The final time somebody tried to shoot him was during his second term, wherein a crazed painter shot at him, twice, and missed both times. Jackson walked straight up to the guy and proceeded to beat the living hell out of him with his cane until presidential aides succeeded in pulling him off the bloodied would-be assassin.

When he finally did die, years later, his pet parrot had to be removed from the funeral because Jackson had taught it to swear vociferously, which it proceeded to do throughout the service.

4. You Could Easily Have Prank Called Rutherford B. Hayes

Rutherford B. Hayes, known to history primarily for a funny name and large beard, also can claim as his legacy the first commander-in-chief to operate a telephone. His number was literally “1.”

This means that, in 1879, if you wanted to prank call the president of the United States, all you had to do was own a telephone. This may in part explain why Hayes kept his promise to only seek one term.

 

5. Alexander Graham Bell killed James A. Garfield

As a neat segway, the same fellow who invented the telephone also killed Rutherford B. Hayes’ successor, albeit inadvertently.

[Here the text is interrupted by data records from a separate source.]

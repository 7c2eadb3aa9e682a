use serde::{Deserialize, Serialize};
use std::env;
use tracing::{debug, error, info, warn};

use crate::config::ConfigError;

/// Object storage settings for catalog images.
#[derive(Debug, Clone, Serialize, Deserialize)]
pub struct MinioConfig {
    pub endpoint: String,
    pub access_key: String,
    pub secret_key: String,
    pub bucket_name: String,
    /// Public base under which uploaded objects are reachable, e.g. `https://cdn.example.com`
    pub links_prefix: String,
    pub region: Option<String>,
    pub secure: bool,
}

impl MinioConfig {
    /// Load MinIO configuration from environment variables
    ///
    /// Expected environment variables:
    /// - MINIO_ENDPOINT: MinIO server endpoint (e.g., "localhost:9000")
    /// - MINIO_ACCESS_KEY / MINIO_SECRET_KEY: credentials
    /// - MINIO_BUCKET_NAME: bucket receiving catalog images
    /// - MINIO_REGION: Optional region (defaults to "us-east-1")
    /// - MINIO_SECURE: Whether to use HTTPS (defaults to false)
    /// - MINIO_LINKS_PREFIX: public link base (defaults to the endpoint URL)
    pub fn from_env() -> Result<Self, ConfigError> {
        info!("Loading MinIO configuration from environment variables");

        let endpoint = env::var("MINIO_ENDPOINT").map_err(|_| {
            error!("MINIO_ENDPOINT environment variable not found");
            ConfigError::EnvVarNotFound("MINIO_ENDPOINT".to_string())
        })?;
        debug!("MinIO endpoint: {}", endpoint);

        let access_key = env::var("MINIO_ACCESS_KEY").map_err(|_| {
            error!("MINIO_ACCESS_KEY environment variable not found");
            ConfigError::EnvVarNotFound("MINIO_ACCESS_KEY".to_string())
        })?;

        let secret_key = env::var("MINIO_SECRET_KEY").map_err(|_| {
            error!("MINIO_SECRET_KEY environment variable not found");
            ConfigError::EnvVarNotFound("MINIO_SECRET_KEY".to_string())
        })?;

        let bucket_name = env::var("MINIO_BUCKET_NAME").map_err(|_| {
            error!("MINIO_BUCKET_NAME environment variable not found");
            ConfigError::EnvVarNotFound("MINIO_BUCKET_NAME".to_string())
        })?;
        debug!("MinIO bucket name: {}", bucket_name);

        let region = env::var("MINIO_REGION").ok().or_else(|| {
            warn!("MINIO_REGION not set, using default: us-east-1");
            Some("us-east-1".to_string())
        });

        let secure = env::var("MINIO_SECURE")
            .unwrap_or_else(|_| "false".to_string())
            .parse()
            .unwrap_or_else(|_| {
                warn!("Invalid MINIO_SECURE value, defaulting to false");
                false
            });

        let mut config = Self {
            endpoint,
            access_key,
            secret_key,
            bucket_name,
            links_prefix: String::new(),
            region,
            secure,
        };
        config.links_prefix = env::var("MINIO_LINKS_PREFIX").unwrap_or_else(|_| {
            warn!("MINIO_LINKS_PREFIX not set, using the endpoint URL");
            config.get_endpoint_url()
        });

        config.validate()?;
        info!("MinIO configuration loaded successfully");
        Ok(config)
    }

    /// Validate the configuration
    pub fn validate(&self) -> Result<(), ConfigError> {
        if self.endpoint.is_empty() {
            error!("MinIO endpoint is empty");
            return Err(ConfigError::ValidationError("Endpoint cannot be empty".to_string()));
        }
        if self.access_key.is_empty() || self.secret_key.is_empty() {
            error!("MinIO credentials are empty");
            return Err(ConfigError::ValidationError("Access and secret keys cannot be empty".to_string()));
        }
        if !self
            .bucket_name
            .chars()
            .all(|c| c.is_ascii_lowercase() || c.is_ascii_digit() || c == '-' || c == '.')
        {
            error!("Invalid bucket name format: {}", self.bucket_name);
            return Err(ConfigError::ValidationError(
                "Bucket name contains invalid characters".to_string(),
            ));
        }
        if self.bucket_name.len() < 3 || self.bucket_name.len() > 63 {
            return Err(ConfigError::ValidationError(
                "Bucket name must be between 3 and 63 characters".to_string(),
            ));
        }
        Ok(())
    }

    /// Get the full endpoint URL with protocol
    pub fn get_endpoint_url(&self) -> String {
        let protocol = if self.secure { "https" } else { "http" };
        format!("{}://{}", protocol, self.endpoint)
    }

    /// Public link for an object key in the configured bucket.
    pub fn public_url(&self, object_key: &str) -> String {
        format!(
            "{}/{}/{}",
            self.links_prefix.trim_end_matches('/'),
            self.bucket_name,
            object_key.trim_start_matches('/')
        )
    }
}

impl Default for MinioConfig {
    fn default() -> Self {
        Self {
            endpoint: "localhost:9000".to_string(),
            access_key: "minioadmin".to_string(),
            secret_key: "minioadmin".to_string(),
            bucket_name: "storefront-images".to_string(),
            links_prefix: "http://localhost:9000".to_string(),
            region: Some("us-east-1".to_string()),
            secure: false,
        }
    }
}
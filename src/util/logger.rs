use std::path::Path;

use tracing_appender::non_blocking::WorkerGuard;
use tracing_appender::{non_blocking, rolling};
use tracing_subscriber::{fmt, layer::SubscriberExt, util::SubscriberInitExt, EnvFilter, Layer};

const LOG_FILE_STEM: &str = "admin-panel-backend";

/// Keeps the background writers of the rolling log files alive.
pub struct Logger {
    pub guards: Vec<WorkerGuard>,
}

impl Logger {
    /// Console plus daily-rolling files under `LOG_DIR` (default `logs`).
    pub fn new() -> Result<Self, Box<dyn std::error::Error>> {
        let log_dir = std::env::var("LOG_DIR").unwrap_or_else(|_| "logs".to_string());
        let guards = Self::setup_logging(Path::new(&log_dir))?;
        Ok(Logger { guards })
    }

    /// Console-only subscriber, used when the log directory is unusable.
    pub fn console_only() {
        let env_filter = EnvFilter::try_from_default_env()
            .unwrap_or_else(|_| EnvFilter::new("info,admin_panel_backend=debug"));
        let _ = tracing_subscriber::fmt()
            .with_env_filter(env_filter)
            .with_target(true)
            .try_init();
    }

    pub fn setup_logging(log_dir: &Path) -> Result<Vec<WorkerGuard>, Box<dyn std::error::Error>> {
        let error_dir = log_dir.join("error");
        let json_dir = log_dir.join("json");
        let error_json_dir = error_dir.join("json");
        for dir in [log_dir, error_dir.as_path(), json_dir.as_path(), error_json_dir.as_path()] {
            std::fs::create_dir_all(dir)?;
        }

        let console_filter = EnvFilter::try_from_default_env()
            .unwrap_or_else(|_| EnvFilter::new("info,admin_panel_backend=debug"));
        let file_log_level = std::env::var("FILE_LOG_LEVEL").unwrap_or_else(|_| "debug".to_string());
        let error_file_log_level = std::env::var("ERROR_FILE_LOG_LEVEL").unwrap_or_else(|_| "error".to_string());

        let (general, general_guard) = non_blocking(rolling::daily(log_dir, format!("{LOG_FILE_STEM}.log")));
        let (errors, error_guard) = non_blocking(rolling::daily(&error_dir, format!("{LOG_FILE_STEM}-error.log")));
        let (general_json, json_guard) = non_blocking(rolling::daily(&json_dir, format!("{LOG_FILE_STEM}.json")));
        let (errors_json, error_json_guard) =
            non_blocking(rolling::daily(&error_json_dir, format!("{LOG_FILE_STEM}-error.json")));

        tracing_subscriber::registry()
            .with(
                // Console output - pretty format for development
                fmt::layer()
                    .pretty()
                    .with_target(true)
                    .with_thread_ids(true)
                    .with_ansi(true)
                    .with_filter(console_filter),
            )
            .with(
                fmt::layer()
                    .with_writer(general)
                    .with_ansi(false)
                    .with_target(true)
                    .with_file(true)
                    .with_line_number(true)
                    .with_filter(EnvFilter::new(&file_log_level)),
            )
            .with(
                fmt::layer()
                    .with_writer(errors)
                    .with_ansi(false)
                    .with_target(true)
                    .with_file(true)
                    .with_line_number(true)
                    .with_filter(EnvFilter::new(&error_file_log_level)),
            )
            .with(
                fmt::layer()
                    .json()
                    .with_writer(general_json)
                    .with_target(true)
                    .with_file(true)
                    .with_line_number(true)
                    .with_filter(EnvFilter::new(&file_log_level)),
            )
            .with(
                fmt::layer()
                    .json()
                    .with_writer(errors_json)
                    .with_target(true)
                    .with_file(true)
                    .with_line_number(true)
                    .with_filter(EnvFilter::new(&error_file_log_level)),
            )
            .try_init()?;

        Ok(vec![general_guard, error_guard, json_guard, error_json_guard])
    }
}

In 1881 a disgruntled federal employee shot President Garfield because the commander-in-chief had failed to appoint him consul to France, which he took very personally.

Alexander Graham Bell, inventor of the telephone, had also recently concocted the first crude metal detector, which he called “the induction balance.” Bell and his new gizmo were summoned to the wounded chief executive to try and accurately locate the final location of the metal slug somewhere in Garfield’s body.

While they successfully located the bullet, Mr. Bell noted that the induction balance could still detect metal coming from somewhere else. Hence the surgery continued, with Bell frantically moving his metal detector over the president’s body in search of a presumed bullet fragment.

Eventually, about the time surgeons reached President Garfield’s spinal cord, someone at the back of the room asked, “Mr. Bell–would it matter that the president is on a metal cot?”